> **Task goal**: Copy every line of the following data that includes the string "FilterPath".

> **Data for this task**:

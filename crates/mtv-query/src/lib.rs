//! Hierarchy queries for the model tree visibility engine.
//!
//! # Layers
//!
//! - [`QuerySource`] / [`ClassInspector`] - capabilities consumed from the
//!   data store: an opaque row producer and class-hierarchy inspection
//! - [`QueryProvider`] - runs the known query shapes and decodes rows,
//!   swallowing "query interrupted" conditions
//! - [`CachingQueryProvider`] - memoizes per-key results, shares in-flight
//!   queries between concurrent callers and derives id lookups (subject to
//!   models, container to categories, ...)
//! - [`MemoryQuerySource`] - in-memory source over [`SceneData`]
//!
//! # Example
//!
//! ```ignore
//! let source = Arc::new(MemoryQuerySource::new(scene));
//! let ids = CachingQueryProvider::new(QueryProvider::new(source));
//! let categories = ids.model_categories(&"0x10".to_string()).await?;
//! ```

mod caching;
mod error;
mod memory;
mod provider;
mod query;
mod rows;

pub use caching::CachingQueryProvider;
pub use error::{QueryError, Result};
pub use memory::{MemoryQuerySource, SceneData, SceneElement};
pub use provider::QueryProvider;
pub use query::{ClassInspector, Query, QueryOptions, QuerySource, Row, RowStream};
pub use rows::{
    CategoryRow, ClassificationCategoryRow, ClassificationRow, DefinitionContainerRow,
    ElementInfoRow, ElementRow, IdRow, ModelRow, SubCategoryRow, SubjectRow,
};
--
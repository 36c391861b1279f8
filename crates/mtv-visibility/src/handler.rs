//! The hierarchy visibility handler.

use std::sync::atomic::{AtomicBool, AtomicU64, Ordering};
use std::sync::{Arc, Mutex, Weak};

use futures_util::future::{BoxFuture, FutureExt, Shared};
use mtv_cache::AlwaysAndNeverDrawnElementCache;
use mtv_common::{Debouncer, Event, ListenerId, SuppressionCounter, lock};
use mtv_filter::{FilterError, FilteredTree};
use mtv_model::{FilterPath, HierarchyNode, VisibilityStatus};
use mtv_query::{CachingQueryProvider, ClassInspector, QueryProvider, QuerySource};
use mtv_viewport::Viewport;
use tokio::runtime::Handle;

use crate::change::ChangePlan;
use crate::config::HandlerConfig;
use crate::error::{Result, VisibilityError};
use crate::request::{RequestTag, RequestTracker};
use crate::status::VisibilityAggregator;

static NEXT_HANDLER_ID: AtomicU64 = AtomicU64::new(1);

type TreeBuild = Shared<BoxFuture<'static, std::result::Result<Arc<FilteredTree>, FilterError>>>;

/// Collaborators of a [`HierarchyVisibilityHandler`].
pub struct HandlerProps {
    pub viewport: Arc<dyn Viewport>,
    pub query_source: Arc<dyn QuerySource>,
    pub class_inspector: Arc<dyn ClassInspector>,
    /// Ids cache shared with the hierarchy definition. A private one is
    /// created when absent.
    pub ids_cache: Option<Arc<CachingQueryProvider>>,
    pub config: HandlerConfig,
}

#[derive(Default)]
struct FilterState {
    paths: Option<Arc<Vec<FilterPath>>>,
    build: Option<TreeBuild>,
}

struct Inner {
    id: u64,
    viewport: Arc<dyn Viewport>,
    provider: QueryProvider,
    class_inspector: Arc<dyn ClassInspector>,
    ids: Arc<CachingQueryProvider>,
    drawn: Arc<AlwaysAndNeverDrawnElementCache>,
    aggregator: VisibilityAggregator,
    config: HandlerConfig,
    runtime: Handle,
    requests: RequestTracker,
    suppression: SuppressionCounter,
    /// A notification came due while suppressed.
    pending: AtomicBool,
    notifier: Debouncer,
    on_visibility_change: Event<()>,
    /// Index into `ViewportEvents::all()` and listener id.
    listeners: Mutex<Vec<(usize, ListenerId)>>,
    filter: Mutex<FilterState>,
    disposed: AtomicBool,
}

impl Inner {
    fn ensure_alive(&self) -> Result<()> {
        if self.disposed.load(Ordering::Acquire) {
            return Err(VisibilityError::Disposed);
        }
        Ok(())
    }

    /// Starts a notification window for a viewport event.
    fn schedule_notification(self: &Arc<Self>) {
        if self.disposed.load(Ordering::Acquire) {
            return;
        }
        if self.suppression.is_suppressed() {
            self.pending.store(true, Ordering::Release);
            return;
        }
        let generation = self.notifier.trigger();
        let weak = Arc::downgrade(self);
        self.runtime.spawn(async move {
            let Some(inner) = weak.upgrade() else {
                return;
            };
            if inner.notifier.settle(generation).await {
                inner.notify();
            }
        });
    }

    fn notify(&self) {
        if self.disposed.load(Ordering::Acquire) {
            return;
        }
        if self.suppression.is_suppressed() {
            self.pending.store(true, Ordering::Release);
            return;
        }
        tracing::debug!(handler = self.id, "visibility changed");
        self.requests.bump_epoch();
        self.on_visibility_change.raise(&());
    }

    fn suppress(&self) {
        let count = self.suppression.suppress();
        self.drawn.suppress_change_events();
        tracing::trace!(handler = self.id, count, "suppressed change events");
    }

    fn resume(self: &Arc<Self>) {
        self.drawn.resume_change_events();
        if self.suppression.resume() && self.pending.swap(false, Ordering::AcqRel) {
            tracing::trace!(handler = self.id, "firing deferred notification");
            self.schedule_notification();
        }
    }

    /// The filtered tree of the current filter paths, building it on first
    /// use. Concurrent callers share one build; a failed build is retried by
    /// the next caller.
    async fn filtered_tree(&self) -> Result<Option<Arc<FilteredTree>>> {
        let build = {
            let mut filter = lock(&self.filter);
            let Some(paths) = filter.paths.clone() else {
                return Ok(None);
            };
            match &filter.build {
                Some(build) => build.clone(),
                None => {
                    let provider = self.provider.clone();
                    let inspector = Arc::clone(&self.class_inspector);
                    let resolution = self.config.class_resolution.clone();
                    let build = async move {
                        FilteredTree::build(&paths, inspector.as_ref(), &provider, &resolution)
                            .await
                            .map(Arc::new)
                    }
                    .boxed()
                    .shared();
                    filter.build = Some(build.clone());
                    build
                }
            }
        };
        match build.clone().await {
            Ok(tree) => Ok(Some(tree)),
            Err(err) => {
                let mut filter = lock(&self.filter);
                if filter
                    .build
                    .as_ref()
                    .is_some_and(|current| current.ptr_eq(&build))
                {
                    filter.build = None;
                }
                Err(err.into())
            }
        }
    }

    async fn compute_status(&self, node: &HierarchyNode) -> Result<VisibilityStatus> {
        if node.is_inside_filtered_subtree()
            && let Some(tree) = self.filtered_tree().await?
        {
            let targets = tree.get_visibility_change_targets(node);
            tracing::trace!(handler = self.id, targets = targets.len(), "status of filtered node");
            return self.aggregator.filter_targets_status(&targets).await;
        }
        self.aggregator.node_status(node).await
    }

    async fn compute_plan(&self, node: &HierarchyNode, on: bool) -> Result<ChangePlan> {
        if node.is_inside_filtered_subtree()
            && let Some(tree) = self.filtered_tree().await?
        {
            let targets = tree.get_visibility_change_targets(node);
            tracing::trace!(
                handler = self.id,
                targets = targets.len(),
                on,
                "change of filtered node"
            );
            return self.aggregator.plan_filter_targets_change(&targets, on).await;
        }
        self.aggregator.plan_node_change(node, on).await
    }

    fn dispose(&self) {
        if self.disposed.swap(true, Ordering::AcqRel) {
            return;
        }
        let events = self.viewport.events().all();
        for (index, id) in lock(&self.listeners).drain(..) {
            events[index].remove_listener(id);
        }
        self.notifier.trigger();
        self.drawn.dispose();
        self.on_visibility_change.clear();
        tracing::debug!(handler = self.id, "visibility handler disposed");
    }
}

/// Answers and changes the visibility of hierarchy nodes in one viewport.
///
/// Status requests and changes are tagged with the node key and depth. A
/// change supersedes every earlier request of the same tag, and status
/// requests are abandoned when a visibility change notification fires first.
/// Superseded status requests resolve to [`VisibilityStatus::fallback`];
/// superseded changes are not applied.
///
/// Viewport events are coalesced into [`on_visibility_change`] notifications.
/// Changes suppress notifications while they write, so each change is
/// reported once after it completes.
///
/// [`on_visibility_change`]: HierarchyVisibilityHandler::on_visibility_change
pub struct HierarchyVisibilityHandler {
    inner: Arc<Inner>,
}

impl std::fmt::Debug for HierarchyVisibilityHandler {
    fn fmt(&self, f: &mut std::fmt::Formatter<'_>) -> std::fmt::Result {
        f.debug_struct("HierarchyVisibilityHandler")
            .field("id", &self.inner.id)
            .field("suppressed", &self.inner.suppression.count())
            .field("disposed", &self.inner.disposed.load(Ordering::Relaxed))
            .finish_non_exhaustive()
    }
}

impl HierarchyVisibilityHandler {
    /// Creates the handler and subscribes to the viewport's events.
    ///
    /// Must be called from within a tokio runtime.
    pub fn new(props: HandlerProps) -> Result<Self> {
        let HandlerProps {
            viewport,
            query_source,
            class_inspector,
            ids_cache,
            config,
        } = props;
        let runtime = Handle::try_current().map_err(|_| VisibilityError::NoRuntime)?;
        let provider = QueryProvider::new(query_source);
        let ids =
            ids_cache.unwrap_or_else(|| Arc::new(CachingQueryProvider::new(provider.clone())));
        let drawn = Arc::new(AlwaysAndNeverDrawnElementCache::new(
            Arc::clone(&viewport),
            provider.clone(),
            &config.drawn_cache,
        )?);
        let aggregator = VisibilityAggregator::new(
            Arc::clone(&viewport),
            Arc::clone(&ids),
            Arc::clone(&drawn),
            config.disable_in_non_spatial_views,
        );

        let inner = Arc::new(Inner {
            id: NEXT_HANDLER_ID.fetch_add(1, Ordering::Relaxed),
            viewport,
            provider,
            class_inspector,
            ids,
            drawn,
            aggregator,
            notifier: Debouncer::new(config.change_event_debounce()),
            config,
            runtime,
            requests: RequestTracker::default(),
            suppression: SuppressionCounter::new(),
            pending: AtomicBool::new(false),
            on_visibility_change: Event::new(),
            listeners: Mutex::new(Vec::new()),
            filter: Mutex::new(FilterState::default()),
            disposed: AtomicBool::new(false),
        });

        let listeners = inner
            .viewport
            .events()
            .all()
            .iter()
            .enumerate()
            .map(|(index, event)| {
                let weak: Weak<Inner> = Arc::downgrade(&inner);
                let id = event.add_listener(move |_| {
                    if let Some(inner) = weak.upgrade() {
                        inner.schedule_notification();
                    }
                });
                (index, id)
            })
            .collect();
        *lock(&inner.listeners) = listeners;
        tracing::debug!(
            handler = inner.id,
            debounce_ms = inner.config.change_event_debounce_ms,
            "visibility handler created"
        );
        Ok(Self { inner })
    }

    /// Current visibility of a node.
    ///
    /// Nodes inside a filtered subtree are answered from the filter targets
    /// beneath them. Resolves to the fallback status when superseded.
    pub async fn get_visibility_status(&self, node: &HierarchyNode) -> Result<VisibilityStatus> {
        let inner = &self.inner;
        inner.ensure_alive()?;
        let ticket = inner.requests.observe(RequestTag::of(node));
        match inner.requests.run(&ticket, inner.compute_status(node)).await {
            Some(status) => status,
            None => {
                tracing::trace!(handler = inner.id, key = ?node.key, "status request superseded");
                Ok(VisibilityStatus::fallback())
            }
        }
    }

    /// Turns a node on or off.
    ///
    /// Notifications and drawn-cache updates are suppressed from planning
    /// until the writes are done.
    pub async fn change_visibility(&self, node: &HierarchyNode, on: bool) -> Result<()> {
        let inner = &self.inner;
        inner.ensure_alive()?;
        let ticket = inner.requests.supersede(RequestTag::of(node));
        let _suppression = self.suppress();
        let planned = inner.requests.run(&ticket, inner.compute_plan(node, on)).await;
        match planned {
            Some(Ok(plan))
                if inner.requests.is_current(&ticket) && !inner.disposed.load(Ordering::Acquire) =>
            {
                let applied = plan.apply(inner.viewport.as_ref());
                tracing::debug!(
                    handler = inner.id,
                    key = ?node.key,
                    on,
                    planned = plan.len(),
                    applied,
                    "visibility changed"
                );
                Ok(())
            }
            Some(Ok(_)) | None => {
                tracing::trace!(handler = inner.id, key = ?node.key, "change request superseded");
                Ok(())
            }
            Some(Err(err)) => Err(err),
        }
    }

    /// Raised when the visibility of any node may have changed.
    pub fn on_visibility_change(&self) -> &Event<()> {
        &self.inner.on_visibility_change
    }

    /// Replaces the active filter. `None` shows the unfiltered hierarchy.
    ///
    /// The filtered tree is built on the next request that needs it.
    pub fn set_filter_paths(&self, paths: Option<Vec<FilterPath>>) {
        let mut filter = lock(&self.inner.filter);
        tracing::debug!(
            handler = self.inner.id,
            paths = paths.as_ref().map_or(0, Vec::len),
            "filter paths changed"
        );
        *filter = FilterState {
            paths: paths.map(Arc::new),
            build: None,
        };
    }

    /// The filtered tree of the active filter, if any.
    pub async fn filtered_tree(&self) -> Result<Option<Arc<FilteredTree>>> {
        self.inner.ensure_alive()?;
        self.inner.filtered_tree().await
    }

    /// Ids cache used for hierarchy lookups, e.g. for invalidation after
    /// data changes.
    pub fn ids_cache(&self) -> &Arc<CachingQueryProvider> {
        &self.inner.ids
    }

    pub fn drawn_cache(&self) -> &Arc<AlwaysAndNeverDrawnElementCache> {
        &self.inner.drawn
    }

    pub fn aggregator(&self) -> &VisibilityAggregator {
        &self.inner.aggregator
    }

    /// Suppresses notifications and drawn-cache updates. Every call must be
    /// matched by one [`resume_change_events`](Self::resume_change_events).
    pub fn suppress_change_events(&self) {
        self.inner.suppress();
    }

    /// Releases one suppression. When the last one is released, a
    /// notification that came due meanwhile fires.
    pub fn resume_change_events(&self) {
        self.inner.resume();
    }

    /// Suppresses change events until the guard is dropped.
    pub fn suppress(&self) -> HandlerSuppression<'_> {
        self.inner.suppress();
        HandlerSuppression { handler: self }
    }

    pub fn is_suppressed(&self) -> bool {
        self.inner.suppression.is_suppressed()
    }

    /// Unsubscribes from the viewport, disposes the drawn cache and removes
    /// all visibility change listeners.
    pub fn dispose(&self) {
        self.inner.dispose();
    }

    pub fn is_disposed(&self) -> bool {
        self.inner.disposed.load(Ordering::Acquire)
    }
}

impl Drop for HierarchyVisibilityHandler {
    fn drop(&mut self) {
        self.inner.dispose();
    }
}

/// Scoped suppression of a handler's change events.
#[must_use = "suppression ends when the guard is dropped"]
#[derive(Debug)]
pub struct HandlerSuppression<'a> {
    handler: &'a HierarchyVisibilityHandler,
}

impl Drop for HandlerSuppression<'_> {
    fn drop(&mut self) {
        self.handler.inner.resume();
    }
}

> **Response to the exercise**:
use mtv_model::{FilterPath, HierarchyNode, VisibilityStatus};
    paths: Option<Arc<Vec<FilterPath>>>,
    pub fn set_filter_paths(&self, paths: Option<Vec<FilterPath>>) {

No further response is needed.